What needs to be done: Find all lines below containing the string "ValidationError" and return them.

Stored data entries
------

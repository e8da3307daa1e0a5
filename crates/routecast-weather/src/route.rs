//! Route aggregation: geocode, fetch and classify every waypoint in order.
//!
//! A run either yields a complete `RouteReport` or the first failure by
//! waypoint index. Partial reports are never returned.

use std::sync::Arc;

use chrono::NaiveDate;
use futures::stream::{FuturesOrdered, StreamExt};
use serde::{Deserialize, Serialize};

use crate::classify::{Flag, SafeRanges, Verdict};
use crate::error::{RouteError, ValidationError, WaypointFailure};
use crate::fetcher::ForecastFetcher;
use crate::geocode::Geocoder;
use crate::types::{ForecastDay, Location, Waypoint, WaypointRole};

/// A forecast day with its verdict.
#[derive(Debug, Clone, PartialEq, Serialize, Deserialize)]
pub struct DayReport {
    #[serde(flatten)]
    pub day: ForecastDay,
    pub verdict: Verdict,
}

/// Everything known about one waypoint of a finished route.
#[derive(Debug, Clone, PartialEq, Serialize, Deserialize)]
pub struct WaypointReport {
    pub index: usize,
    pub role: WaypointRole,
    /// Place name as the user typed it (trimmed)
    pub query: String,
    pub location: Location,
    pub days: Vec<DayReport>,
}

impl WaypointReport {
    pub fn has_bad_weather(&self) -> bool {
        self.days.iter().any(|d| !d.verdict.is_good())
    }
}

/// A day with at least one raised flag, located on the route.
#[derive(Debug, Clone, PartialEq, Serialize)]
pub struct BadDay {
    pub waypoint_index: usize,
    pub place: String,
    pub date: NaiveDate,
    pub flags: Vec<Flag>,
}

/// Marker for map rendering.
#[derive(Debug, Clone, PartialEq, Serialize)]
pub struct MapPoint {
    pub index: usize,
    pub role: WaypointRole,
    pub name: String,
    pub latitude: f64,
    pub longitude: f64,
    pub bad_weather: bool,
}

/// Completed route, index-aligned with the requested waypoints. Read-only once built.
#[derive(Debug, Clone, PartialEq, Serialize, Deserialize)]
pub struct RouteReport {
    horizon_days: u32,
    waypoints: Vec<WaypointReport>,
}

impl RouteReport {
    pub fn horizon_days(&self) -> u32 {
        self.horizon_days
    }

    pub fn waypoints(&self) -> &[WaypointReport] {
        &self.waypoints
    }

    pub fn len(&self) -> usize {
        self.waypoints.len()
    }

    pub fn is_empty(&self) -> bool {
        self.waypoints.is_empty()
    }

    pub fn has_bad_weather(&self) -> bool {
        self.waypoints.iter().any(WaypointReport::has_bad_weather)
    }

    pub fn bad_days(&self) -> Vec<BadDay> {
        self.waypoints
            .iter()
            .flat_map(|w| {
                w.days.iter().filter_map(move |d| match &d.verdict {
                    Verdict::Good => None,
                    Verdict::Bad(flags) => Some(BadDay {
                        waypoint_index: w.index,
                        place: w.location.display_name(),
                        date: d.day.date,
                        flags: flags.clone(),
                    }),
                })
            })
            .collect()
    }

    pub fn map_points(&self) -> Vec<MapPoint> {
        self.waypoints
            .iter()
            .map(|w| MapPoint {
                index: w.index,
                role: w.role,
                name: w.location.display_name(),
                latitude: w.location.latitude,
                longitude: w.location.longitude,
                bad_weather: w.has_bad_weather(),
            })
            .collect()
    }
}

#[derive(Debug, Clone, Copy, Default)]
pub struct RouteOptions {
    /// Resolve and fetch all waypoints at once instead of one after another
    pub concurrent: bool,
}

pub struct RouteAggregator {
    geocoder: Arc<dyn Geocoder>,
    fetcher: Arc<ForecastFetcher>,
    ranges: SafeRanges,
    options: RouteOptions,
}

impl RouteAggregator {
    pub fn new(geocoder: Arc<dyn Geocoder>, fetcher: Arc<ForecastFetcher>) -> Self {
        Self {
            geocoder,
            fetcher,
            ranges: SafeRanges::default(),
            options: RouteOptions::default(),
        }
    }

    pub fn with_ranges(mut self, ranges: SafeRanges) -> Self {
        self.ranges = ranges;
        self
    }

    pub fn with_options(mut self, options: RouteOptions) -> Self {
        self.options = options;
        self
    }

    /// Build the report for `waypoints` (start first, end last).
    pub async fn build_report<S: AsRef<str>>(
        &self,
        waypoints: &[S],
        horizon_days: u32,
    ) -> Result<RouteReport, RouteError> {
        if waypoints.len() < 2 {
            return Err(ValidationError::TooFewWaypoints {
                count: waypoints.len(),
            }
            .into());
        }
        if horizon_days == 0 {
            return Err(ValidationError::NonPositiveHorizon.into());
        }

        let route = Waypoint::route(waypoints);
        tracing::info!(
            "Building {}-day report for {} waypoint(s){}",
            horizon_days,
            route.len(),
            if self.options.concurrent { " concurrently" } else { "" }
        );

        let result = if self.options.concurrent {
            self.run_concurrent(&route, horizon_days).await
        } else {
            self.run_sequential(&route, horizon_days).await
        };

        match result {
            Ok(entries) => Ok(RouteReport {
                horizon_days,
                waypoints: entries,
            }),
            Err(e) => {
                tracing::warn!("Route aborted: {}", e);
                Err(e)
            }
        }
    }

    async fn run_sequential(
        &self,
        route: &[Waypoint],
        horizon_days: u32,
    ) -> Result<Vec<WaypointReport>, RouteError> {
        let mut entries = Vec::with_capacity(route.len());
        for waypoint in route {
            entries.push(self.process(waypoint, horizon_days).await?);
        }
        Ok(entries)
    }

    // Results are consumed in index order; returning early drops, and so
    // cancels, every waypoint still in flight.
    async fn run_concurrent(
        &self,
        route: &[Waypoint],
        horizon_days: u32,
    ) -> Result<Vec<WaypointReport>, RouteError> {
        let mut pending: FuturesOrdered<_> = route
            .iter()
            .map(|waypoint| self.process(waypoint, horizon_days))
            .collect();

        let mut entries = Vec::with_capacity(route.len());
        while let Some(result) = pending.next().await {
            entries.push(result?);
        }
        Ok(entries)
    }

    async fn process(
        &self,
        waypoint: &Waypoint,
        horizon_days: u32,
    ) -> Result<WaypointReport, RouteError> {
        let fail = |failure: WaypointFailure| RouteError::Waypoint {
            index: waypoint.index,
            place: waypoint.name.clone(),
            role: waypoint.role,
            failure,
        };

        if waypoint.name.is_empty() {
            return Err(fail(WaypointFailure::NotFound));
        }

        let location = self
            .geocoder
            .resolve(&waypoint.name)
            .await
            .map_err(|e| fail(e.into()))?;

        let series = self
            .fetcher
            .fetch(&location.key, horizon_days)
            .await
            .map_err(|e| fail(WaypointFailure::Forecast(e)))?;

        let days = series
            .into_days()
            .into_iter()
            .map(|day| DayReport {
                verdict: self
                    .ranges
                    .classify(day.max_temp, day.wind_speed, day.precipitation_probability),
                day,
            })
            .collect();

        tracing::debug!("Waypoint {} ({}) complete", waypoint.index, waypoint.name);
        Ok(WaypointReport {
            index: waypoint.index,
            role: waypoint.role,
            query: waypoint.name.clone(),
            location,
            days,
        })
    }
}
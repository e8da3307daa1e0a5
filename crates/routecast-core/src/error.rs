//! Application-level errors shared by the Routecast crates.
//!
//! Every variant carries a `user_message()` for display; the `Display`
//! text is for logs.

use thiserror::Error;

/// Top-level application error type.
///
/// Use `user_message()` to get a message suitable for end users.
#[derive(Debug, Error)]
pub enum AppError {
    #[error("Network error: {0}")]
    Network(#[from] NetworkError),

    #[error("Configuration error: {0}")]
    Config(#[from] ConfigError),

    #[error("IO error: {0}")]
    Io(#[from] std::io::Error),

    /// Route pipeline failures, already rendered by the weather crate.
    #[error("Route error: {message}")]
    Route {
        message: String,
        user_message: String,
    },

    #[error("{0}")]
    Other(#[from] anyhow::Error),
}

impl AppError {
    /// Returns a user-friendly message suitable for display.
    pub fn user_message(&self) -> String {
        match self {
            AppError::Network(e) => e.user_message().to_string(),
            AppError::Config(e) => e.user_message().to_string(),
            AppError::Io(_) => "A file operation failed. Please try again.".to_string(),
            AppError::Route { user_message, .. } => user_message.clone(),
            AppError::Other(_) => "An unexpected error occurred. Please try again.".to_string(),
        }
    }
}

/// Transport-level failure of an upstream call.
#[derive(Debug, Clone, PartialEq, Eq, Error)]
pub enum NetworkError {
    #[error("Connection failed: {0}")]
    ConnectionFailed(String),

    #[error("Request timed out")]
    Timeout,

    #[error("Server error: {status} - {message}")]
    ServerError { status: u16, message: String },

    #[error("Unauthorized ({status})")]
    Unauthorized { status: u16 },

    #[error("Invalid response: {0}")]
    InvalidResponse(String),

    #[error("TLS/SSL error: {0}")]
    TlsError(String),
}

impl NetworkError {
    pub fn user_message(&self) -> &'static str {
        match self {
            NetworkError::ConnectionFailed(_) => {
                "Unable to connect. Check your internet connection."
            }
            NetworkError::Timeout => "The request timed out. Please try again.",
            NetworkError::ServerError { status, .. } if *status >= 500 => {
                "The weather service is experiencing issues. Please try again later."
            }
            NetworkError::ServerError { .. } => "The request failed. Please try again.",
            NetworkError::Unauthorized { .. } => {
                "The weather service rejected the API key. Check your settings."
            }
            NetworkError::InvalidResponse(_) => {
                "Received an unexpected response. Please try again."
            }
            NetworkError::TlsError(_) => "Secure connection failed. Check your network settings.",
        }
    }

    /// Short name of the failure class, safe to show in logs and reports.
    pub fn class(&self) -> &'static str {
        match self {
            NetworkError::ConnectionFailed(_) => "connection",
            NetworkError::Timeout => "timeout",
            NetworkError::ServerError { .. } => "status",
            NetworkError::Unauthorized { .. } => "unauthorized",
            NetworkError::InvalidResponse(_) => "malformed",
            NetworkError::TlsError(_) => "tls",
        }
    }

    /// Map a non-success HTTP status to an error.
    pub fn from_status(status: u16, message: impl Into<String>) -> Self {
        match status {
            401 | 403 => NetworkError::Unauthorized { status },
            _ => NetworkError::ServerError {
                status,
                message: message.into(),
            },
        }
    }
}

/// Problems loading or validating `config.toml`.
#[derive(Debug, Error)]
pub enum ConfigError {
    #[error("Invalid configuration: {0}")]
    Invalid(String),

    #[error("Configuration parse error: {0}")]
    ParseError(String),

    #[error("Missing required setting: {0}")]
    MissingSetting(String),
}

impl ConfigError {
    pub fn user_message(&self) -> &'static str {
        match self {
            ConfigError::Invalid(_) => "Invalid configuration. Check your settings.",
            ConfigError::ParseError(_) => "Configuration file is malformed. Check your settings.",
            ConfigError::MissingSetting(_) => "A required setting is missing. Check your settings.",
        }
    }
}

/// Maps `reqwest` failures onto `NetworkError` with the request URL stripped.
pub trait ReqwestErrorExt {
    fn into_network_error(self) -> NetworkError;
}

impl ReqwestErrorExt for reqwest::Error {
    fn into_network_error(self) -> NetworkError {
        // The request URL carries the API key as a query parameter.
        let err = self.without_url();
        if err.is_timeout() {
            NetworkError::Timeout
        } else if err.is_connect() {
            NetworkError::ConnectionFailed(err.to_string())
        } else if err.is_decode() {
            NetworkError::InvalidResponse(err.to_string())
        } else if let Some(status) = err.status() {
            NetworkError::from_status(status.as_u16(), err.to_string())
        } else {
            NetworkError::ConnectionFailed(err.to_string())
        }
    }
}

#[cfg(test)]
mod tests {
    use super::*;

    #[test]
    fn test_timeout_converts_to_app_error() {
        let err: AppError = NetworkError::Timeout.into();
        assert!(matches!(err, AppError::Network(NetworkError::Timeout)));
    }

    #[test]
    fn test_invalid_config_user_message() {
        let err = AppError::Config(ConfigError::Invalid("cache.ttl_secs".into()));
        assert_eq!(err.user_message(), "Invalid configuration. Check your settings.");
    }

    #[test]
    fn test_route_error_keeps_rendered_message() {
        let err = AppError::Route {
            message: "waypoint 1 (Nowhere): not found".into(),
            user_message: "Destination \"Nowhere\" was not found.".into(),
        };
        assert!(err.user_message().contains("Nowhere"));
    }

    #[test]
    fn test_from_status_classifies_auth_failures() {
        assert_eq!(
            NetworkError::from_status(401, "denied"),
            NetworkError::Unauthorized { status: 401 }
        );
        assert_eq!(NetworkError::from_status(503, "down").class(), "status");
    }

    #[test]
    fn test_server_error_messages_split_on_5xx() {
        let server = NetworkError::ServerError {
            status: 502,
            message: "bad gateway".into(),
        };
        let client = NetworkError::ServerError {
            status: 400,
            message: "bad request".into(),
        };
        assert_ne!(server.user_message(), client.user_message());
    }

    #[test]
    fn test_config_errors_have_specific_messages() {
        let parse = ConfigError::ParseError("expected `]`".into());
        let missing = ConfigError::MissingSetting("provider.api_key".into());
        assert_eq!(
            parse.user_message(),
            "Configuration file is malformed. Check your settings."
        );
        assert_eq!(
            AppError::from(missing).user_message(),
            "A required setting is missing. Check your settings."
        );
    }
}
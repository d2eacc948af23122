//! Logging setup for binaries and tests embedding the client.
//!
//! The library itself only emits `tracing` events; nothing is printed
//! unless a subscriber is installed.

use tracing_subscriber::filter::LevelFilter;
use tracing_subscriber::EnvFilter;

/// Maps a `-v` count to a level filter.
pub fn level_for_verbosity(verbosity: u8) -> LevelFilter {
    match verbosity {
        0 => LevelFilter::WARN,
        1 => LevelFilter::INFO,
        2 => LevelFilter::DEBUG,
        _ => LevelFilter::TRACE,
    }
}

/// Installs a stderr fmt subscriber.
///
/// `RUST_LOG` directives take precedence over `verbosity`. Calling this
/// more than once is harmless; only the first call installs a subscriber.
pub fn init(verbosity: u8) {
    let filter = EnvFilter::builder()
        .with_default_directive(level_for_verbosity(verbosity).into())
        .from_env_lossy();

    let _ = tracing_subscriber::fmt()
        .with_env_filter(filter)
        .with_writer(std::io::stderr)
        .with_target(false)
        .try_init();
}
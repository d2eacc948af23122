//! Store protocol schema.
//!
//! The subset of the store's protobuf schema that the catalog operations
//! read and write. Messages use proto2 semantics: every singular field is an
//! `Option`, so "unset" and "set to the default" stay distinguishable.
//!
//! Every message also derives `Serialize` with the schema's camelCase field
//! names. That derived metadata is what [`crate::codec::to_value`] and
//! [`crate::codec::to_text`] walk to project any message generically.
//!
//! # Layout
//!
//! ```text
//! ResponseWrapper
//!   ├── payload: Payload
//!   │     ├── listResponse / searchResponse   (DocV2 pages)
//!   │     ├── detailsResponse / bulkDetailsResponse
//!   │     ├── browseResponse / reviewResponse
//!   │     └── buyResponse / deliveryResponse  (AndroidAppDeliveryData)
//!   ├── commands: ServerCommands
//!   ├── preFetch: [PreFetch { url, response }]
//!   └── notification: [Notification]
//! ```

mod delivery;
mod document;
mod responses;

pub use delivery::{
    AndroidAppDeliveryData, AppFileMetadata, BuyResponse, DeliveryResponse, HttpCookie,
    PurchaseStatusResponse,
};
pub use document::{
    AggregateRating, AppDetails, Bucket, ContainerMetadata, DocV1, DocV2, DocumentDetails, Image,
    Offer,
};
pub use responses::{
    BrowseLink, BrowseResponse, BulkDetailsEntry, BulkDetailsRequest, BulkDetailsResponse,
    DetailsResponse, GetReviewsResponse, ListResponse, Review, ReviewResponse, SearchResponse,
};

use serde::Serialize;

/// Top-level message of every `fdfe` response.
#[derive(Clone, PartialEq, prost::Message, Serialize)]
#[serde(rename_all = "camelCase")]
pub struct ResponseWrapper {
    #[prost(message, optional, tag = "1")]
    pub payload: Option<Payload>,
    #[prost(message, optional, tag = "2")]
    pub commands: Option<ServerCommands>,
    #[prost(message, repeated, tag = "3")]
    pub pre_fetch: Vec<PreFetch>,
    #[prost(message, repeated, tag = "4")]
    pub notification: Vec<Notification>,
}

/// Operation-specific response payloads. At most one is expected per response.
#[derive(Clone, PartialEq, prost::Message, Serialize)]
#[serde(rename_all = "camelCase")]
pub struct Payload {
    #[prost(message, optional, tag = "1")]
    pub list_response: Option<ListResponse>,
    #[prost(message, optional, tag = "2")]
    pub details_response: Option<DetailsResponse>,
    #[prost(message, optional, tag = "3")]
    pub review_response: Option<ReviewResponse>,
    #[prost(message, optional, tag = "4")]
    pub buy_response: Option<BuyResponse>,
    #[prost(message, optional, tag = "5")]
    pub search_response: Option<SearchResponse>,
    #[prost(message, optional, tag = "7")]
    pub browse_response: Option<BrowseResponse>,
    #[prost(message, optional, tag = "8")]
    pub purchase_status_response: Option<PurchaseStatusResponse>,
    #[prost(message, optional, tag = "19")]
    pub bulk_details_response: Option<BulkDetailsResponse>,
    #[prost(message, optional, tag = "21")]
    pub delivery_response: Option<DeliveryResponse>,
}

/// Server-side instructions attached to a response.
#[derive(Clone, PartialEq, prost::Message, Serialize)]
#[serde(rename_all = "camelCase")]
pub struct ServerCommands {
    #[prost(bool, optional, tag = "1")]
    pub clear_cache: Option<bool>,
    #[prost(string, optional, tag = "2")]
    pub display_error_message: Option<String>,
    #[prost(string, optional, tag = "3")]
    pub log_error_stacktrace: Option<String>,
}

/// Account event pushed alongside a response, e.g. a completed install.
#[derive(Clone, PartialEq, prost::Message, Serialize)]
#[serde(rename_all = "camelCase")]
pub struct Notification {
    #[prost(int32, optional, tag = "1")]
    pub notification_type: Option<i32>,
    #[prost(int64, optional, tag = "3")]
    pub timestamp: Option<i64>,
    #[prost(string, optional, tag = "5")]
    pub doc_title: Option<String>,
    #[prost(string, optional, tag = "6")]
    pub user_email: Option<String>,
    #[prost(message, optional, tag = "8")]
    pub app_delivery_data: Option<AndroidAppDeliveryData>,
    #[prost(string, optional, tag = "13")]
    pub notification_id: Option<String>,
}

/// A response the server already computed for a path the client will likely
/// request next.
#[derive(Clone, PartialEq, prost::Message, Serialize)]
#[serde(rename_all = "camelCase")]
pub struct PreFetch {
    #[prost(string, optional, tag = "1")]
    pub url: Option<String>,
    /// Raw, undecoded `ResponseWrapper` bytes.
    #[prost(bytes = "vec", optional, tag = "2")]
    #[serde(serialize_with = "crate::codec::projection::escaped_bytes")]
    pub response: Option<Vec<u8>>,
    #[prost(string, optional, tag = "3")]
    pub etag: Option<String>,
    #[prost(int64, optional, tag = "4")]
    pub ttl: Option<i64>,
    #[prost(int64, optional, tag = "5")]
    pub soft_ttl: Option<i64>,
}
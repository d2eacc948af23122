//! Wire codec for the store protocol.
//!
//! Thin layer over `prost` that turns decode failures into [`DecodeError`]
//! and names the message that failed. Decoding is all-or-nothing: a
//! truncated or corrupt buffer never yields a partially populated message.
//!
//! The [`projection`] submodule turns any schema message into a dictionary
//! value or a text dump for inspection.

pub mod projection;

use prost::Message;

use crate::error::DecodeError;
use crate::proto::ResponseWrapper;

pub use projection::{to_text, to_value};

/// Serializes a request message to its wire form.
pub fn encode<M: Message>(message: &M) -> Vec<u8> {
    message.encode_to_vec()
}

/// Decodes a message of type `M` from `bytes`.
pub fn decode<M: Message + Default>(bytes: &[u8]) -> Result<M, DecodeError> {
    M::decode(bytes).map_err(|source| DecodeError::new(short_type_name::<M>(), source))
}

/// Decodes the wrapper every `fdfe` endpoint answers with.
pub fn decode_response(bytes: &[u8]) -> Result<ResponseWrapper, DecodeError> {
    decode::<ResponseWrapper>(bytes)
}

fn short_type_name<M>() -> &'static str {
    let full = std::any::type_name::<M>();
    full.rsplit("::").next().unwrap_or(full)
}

------

Reply:
use crate::error::{RouteError, ValidationError, WaypointFailure};
            return Err(ValidationError::TooFewWaypoints {
            return Err(ValidationError::NonPositiveHorizon.into());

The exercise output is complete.